Hebron, occupied West Bank – Nadia Ahmad prefers to drive in manual. She laughs, motioning with one hand as if she is changing gears while the other one rests on an imaginary wheel.
Ahmad has been preoccupied with cars since she was a young girl, but she never thought she would end up making a living out of her love for being behind the wheel.
For the past two years, Ahmad has been driving a taxi through the streets of Hebron in the southern occupied West Bank.
While she never planned to make a political statement with her career, there is no getting around it: Ahmad is believed to be the only female taxi driver in all of Palestine.
Her floral-printed mauve headscarf and long black abaya stand out among the rows of bare male elbows poking out of the drivers’ windows in the bustling city of Hebron.
She says that her husband, a professor of information technology at a local university, never challenged her dream of driving a taxi – but many others in the community were not as open to her unusual job choice.
“In the beginning, there was a lot of gossip. When my brother heard other drivers talking about me, about ‘that woman who drives a taxi’, he came home and was furious and demanded I stop at once,” Ahmad told Al Jazeera.
Ahmad stopped driving for several months after that, but her husband urged her to continue.
Women account for only one-fifth of the workforce in the occupied West Bank, and many take on the roles traditionally seen as “female”, such as teaching, nursing, or cleaning. Mothers who work while their children are home from school are sometimes frowned upon.
Nahid Abu Taima, who teaches a course on feminism in the media at Birzeit University, told Al Jazeera that women like Ahmad are trailblazers in Palestine, paving the way for an equal society.

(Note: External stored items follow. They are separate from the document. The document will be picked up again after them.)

//! Lock-free engine statistics using atomic operations
//!
//! Tracks dispatch and outcome totals across all campaigns without mutex
//! contention.

use std::sync::atomic::{AtomicU64, Ordering};
use std::time::{SystemTime, UNIX_EPOCH};

use crate::session::SessionOutcome;

/// Engine-wide counters aggregated across all sessions
#[derive(Debug, Default)]
pub struct EngineStats {
    pub sessions_dispatched: AtomicU64,
    pub in_flight: AtomicU64,
    pub success: AtomicU64,
    pub partial: AtomicU64,
    pub failed: AtomicU64,
    pub timed_out: AtomicU64,
    pub ticks: AtomicU64,
    pub start_time: AtomicU64,
}

impl EngineStats {
    pub fn new() -> Self {
        let now = SystemTime::now()
            .duration_since(UNIX_EPOCH)
            .unwrap_or_default()
            .as_secs();

        Self {
            start_time: AtomicU64::new(now),
            ..Default::default()
        }
    }

    /// Record sessions handed to the pool this tick
    pub fn record_dispatched(&self, count: u64) {
        self.sessions_dispatched.fetch_add(count, Ordering::Relaxed);
    }

    pub fn record_tick(&self) {
        self.ticks.fetch_add(1, Ordering::Relaxed);
    }

    /// Increment in-flight sessions
    pub fn session_started(&self) {
        self.in_flight.fetch_add(1, Ordering::Relaxed);
    }

    /// Decrement in-flight sessions and tally the outcome
    pub fn session_finished(&self, outcome: SessionOutcome) {
        self.in_flight.fetch_sub(1, Ordering::Relaxed);
        match outcome {
            SessionOutcome::Success => self.success.fetch_add(1, Ordering::Relaxed),
            SessionOutcome::Partial => self.partial.fetch_add(1, Ordering::Relaxed),
            SessionOutcome::Failed => self.failed.fetch_add(1, Ordering::Relaxed),
            SessionOutcome::TimedOut => self.timed_out.fetch_add(1, Ordering::Relaxed),
        };
    }

    pub fn in_flight(&self) -> u64 {
        self.in_flight.load(Ordering::Relaxed)
    }

    /// Dispatched sessions per hour since startup
    pub fn sessions_per_hour(&self) -> f64 {
        let now = SystemTime::now()
            .duration_since(UNIX_EPOCH)
            .unwrap_or_default()
            .as_secs();

        let start = self.start_time.load(Ordering::Relaxed);
        let elapsed_hours = (now.saturating_sub(start)) as f64 / 3600.0;

        if elapsed_hours < 0.001 {
            return 0.0;
        }

        self.sessions_dispatched.load(Ordering::Relaxed) as f64 / elapsed_hours
    }

    /// Get snapshot for serialization
    pub fn snapshot(&self) -> EngineStatsSnapshot {
        EngineStatsSnapshot {
            sessions_dispatched: self.sessions_dispatched.load(Ordering::Relaxed),
            in_flight: self.in_flight.load(Ordering::Relaxed),
            success: self.success.load(Ordering::Relaxed),
            partial: self.partial.load(Ordering::Relaxed),
            failed: self.failed.load(Ordering::Relaxed),
            timed_out: self.timed_out.load(Ordering::Relaxed),
            ticks: self.ticks.load(Ordering::Relaxed),
            sessions_per_hour: self.sessions_per_hour(),
        }
    }
}

/// Serializable snapshot of engine stats
#[derive(Debug, Clone, serde::Serialize, serde::Deserialize)]
#[serde(rename_all = "camelCase")]
pub struct EngineStatsSnapshot {
    pub sessions_dispatched: u64,
    pub in_flight: u64,
    pub success: u64,
    pub partial: u64,
    pub failed: u64,
    pub timed_out: u64,
    pub ticks: u64,
    pub sessions_per_hour: f64,
}

#[cfg(test)]
mod tests {
    use super::*;

    #[test]
    fn test_outcome_tallies() {
        let stats = EngineStats::new();
        stats.record_dispatched(3);

        stats.session_started();
        stats.session_started();
        stats.session_started();
        assert_eq!(stats.in_flight(), 3);

        stats.session_finished(SessionOutcome::Success);
        stats.session_finished(SessionOutcome::Partial);
        stats.session_finished(SessionOutcome::TimedOut);

        let snap = stats.snapshot();
        assert_eq!(snap.in_flight, 0);
        assert_eq!(snap.success, 1);
        assert_eq!(snap.partial, 1);
        assert_eq!(snap.timed_out, 1);
        assert_eq!(snap.failed, 0);
        assert_eq!(snap.sessions_dispatched, 3);
    }
}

“There’s another woman like [Ahmad] in Gaza. She’s a fisherwoman, I think. She’s surely the only woman doing that job,” Abu Taima said. “It’s not easy, but these women are opening doors for other women to start work – not just in general, but in fields previously impossible. We will look back and see [that] these women who made the first jump into ‘male’ fields helped push us towards equality.”